• _Required work_: Among the entries below, how many lines contain "usize"? Answer with the number only.

┌──

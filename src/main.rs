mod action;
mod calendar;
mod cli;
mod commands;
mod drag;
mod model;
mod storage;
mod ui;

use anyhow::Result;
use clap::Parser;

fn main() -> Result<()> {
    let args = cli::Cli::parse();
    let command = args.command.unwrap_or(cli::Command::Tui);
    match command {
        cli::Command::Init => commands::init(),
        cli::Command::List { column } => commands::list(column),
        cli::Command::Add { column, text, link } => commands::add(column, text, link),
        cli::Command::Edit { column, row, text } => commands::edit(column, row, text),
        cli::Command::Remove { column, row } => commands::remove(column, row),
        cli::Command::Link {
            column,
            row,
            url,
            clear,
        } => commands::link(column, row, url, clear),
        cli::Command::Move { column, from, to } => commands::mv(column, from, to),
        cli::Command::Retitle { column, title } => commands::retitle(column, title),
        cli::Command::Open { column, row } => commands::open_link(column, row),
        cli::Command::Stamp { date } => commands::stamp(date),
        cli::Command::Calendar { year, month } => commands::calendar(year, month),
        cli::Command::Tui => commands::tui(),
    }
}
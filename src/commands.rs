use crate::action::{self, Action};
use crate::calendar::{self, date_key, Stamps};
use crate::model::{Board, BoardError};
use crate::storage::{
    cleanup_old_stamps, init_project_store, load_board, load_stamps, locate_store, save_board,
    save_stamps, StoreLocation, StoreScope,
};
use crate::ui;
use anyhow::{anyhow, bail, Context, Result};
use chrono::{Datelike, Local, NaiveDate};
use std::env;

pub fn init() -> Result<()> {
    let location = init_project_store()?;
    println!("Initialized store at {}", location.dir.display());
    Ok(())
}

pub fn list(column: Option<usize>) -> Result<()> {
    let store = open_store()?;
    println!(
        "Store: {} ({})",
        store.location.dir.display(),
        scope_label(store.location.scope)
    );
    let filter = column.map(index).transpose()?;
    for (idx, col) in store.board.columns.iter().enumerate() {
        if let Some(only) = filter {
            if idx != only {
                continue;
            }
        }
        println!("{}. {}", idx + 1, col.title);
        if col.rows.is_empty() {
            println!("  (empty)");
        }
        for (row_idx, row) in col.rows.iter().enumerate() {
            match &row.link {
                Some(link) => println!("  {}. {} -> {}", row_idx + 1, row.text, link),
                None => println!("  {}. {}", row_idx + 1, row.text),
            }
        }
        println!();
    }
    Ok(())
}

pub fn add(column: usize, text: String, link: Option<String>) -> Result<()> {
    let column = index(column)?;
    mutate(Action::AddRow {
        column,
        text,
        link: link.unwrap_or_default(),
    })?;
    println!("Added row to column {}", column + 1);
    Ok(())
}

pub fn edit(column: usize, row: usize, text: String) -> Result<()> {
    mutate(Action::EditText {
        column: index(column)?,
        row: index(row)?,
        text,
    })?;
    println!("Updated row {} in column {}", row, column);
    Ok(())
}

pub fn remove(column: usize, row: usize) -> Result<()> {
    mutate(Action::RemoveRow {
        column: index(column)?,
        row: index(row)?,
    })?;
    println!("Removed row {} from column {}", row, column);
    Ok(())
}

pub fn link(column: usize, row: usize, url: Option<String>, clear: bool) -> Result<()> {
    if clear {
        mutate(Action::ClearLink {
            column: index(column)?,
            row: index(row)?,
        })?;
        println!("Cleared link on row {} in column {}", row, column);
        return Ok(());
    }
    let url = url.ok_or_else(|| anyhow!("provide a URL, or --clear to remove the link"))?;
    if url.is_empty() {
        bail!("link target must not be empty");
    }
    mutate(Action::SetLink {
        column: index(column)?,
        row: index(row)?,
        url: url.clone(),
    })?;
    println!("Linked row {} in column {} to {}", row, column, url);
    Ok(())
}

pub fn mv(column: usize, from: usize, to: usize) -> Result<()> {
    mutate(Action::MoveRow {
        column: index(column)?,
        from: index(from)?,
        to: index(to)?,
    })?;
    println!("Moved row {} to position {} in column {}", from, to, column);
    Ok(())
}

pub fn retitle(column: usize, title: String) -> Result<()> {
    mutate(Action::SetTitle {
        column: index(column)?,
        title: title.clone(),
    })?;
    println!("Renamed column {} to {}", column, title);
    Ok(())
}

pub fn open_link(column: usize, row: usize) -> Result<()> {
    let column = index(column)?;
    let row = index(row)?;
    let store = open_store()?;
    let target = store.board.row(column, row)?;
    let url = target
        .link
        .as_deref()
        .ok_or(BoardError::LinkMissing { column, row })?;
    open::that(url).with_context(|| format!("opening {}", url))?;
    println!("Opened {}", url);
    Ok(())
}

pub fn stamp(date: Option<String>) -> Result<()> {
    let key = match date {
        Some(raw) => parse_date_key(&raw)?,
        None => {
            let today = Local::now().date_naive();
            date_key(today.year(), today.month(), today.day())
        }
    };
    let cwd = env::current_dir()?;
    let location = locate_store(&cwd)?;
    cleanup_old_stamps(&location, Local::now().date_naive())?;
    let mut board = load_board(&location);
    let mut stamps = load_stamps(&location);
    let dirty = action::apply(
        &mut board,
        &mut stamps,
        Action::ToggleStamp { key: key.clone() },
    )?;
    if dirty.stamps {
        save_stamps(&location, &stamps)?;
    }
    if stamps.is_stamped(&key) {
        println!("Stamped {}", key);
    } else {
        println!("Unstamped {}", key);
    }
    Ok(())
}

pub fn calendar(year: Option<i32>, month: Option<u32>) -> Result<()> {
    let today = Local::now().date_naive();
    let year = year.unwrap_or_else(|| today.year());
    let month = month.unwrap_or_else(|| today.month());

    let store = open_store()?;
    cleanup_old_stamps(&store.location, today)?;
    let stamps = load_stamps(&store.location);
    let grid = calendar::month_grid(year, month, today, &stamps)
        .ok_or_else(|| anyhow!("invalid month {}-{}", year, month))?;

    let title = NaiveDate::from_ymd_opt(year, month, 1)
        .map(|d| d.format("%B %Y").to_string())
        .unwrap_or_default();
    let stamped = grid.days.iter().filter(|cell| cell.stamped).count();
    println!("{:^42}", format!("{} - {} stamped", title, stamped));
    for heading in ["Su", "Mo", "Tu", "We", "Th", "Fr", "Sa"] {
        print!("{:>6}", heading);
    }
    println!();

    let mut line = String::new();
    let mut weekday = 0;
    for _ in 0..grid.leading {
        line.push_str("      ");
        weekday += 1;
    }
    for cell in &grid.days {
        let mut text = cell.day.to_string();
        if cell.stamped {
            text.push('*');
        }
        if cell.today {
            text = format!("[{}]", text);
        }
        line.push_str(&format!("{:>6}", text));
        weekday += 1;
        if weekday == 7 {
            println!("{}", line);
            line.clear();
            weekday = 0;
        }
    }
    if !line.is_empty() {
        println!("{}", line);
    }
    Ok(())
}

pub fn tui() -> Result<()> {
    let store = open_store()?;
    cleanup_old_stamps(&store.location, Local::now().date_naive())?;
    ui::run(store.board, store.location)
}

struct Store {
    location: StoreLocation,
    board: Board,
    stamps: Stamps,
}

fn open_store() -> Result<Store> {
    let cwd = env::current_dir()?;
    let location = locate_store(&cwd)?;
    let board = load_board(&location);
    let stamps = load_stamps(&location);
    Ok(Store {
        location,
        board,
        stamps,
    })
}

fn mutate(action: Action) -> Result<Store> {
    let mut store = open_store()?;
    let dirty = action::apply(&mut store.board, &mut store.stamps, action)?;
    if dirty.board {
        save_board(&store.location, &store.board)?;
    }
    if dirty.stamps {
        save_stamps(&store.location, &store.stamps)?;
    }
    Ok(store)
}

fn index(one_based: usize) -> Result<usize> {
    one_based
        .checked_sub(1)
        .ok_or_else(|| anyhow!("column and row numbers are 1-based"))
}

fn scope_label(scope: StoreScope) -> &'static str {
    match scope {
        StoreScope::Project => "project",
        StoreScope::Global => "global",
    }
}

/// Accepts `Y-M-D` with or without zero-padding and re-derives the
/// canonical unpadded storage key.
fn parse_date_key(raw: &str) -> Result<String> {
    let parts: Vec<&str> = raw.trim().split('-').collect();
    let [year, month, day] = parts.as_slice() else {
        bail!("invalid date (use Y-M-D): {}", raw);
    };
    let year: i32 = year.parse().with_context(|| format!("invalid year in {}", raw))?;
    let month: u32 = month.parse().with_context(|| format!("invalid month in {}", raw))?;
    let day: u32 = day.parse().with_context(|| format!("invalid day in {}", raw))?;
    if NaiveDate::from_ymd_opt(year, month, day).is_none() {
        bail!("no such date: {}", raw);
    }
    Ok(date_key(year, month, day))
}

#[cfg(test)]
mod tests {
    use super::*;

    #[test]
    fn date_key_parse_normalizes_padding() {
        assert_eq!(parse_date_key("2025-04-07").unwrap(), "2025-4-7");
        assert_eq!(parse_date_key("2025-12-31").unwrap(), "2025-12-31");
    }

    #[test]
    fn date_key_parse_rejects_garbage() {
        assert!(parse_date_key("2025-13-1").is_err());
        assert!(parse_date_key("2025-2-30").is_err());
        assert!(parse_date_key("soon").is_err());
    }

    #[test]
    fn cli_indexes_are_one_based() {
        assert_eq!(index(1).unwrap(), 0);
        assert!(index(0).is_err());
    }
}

└──

• _Answer section_: 9